Legal Status and Conversion Process
1. Private Limited to Public Limited Company
Most SMEs start as private limited companies and need to convert for public listing.
- Board Meeting: Approve conversion and schedule an Extraordinary General Meeting (EGM).
- EGM: Shareholders pass a special resolution with 75% approval.
- Registrar Filing: Submit Forms MGT-14 and INC-27 with updated MOA & AOA.
- Approval: ROC issues a new Certificate of Incorporation.
2. Partnership Firm to Public Limited Company
Partnerships must convert to a private limited company first.
- Convert to Private Limited: Transfer business to a new company, incorporate it, and file with ROC.
- Convert to Public Limited: Follow the same steps as private to public conversion.
3. Proprietorship to Public Limited Company
A two-step conversion is needed for proprietorships.
- Convert to Private Limited: Register a new private limited company and transfer business.
- Convert to Public Limited: Follow private to public conversion steps.
Governance, Compliance, and Transparency Standards
SME IPO issuers must maintain transparent and compliant business structures.
- All shares should be in dematerialized form.
- A functional website must disclose statutory, financial, and corporate information.
- No history of regulatory penalties, litigation, or defaults should exist.
- Issuers must adhere to SEBI’s ICDR Regulations and relevant Companies Act.
Issue Size, Investor Base, and Underwriting
When planning an SME IPO, issuers must design their offering according to certain terms:
- Minimum Issue Size: Generally ₹10 crore or more, depending on exchange and sector norms.
- Minimum Number of Allottees: At least 200 public investors.

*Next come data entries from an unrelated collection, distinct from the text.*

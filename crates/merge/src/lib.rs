//! Mark/roster merging: left join by normalized name, classroom sort.
//!
//! Every mark row produces exactly one merged row; roster rows that match
//! nothing are dropped. Serial numbers are assigned in mark upload order
//! before sorting and are never recomputed, so they identify the upload
//! position rather than the report position.

use report_cleaning::normalize_arabic;
use report_common::{MarkRecord, MergedRow, StudentRecord, UNKNOWN_LABEL};
use tracing::debug;

/// Join marks to classrooms and sort the result by classroom.
#[must_use]
pub fn merge_records(marks: &[MarkRecord], students: &[StudentRecord]) -> Vec<MergedRow> {
    let roster: Vec<(String, &StudentRecord)> = students
        .iter()
        .map(|s| (normalize_arabic(&s.corrected_name), s))
        .collect();

    let mut rows: Vec<MergedRow> = marks
        .iter()
        .enumerate()
        .map(|(index, mark)| {
            let key = normalize_arabic(&mark.name);
            // First roster match wins when several names normalize equal.
            let classroom = roster
                .iter()
                .find(|(roster_key, _)| *roster_key == key)
                .map_or_else(
                    || UNKNOWN_LABEL.to_string(),
                    |(_, student)| student.classroom.clone(),
                );
            MergedRow {
                serial: index as u32 + 1,
                course: mark.course.clone(),
                name: mark.name.clone(),
                total: mark.total,
                classroom,
            }
        })
        .collect();

    let unmatched = rows
        .iter()
        .filter(|r| r.classroom == UNKNOWN_LABEL)
        .count();
    debug!(rows = rows.len(), unmatched, "merged mark and roster records");

    // Stable sort: mark upload order is preserved within a classroom.
    rows.sort_by_cached_key(|row| collation_key(&row.classroom));
    rows
}

/// Ordering key approximating Arabic collation for classroom labels.
///
/// The Arabic Unicode block is laid out alphabetically, so folding spelling
/// variants and comparing code points matches locale collation for the short
/// section labels this report deals with.
#[must_use]
pub fn collation_key(label: &str) -> String {
    normalize_arabic(label)
}

#[cfg(test)]
mod tests {
    use super::*;

    fn mark(name: &str, course: &str, total: f64) -> MarkRecord {
        MarkRecord {
            course: course.to_string(),
            name: name.to_string(),
            total,
        }
    }

    fn student(corrected: &str, classroom: &str) -> StudentRecord {
        StudentRecord {
            corrected_name: corrected.to_string(),
            classroom: classroom.to_string(),
        }
    }

    #[test]
    fn matches_across_spelling_variants() {
        let marks = vec![mark("احمد علي", "رياضيات", 85.0)];
        let students = vec![student("أحمد على", "3A")];
        let merged = merge_records(&marks, &students);
        assert_eq!(merged.len(), 1);
        assert_eq!(merged[0].classroom, "3A");
    }

    #[test]
    fn serials_reflect_upload_order_not_sort_order() {
        let marks = vec![
            mark("طالب واحد", "علوم", 70.0),
            mark("طالب اثنان", "علوم", 80.0),
        ];
        // First mark lands in the classroom that sorts last.
        let students = vec![
            student("طالب واحد", "ب"),
            student("طالب اثنان", "ا"),
        ];
        let merged = merge_records(&marks, &students);
        assert_eq!(merged[0].classroom, "ا");
        assert_eq!(merged[0].serial, 2);
        assert_eq!(merged[1].classroom, "ب");
        assert_eq!(merged[1].serial, 1);
    }

    #[test]
    fn left_join_keeps_unmatched_marks_and_drops_unmatched_students() {
        let marks = vec![mark("مجهول تماما", "رياضيات", 50.0)];
        let students = vec![
            student("اسم اخر", "1B"),
            student("اسم ثالث", "2C"),
        ];
        let merged = merge_records(&marks, &students);
        assert_eq!(merged.len(), 1);
        assert_eq!(merged[0].classroom, UNKNOWN_LABEL);
    }

    #[test]
    fn first_roster_match_wins_on_duplicate_keys() {
        let marks = vec![mark("احمد", "رياضيات", 60.0)];
        let students = vec![student("أحمد", "3A"), student("احمد", "4B")];
        let merged = merge_records(&marks, &students);
        assert_eq!(merged[0].classroom, "3A");
    }

    #[test]
    fn sorted_by_classroom_and_stable_within_ties() {
        let marks = vec![
            mark("ا", "م", 1.0),
            mark("ب", "م", 2.0),
            mark("ج", "م", 3.0),
            mark("د", "م", 4.0),
        ];
        let students = vec![
            student("ا", "ب"),
            student("ب", "ا"),
            student("ج", "ب"),
            student("د", "ا"),
        ];
        let merged = merge_records(&marks, &students);
        let classrooms: Vec<&str> = merged.iter().map(|r| r.classroom.as_str()).collect();
        assert_eq!(classrooms, ["ا", "ا", "ب", "ب"]);
        // Ties keep mark upload order.
        assert_eq!(merged[0].serial, 2);
        assert_eq!(merged[1].serial, 4);
        assert_eq!(merged[2].serial, 1);
        assert_eq!(merged[3].serial, 3);
    }

    #[test]
    fn classroom_variants_sort_together() {
        // "أ" and "ا" fold to the same collation key.
        assert_eq!(collation_key("أ1"), collation_key("ا1"));
    }
}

- Minimum Application Size: Minimum of 2 lots.
- Underwriting Requirement: IPO must be 100% underwritten, with the lead merchant banker covering at least 15%.
- Market Making: A SEBI-registered market maker must be appointed for a minimum of 3 years post-listing to ensure liquidity.
Key Takeaways
- Only public limited companies are eligible for SME IPOs.
- Businesses may need to convert from private, partnership, or proprietorship structures.
- The conversion process is essential but time-consuming.
- BSE SME and NSE Emerge have slightly different requirements, but general eligibility criteria are common to both platforms.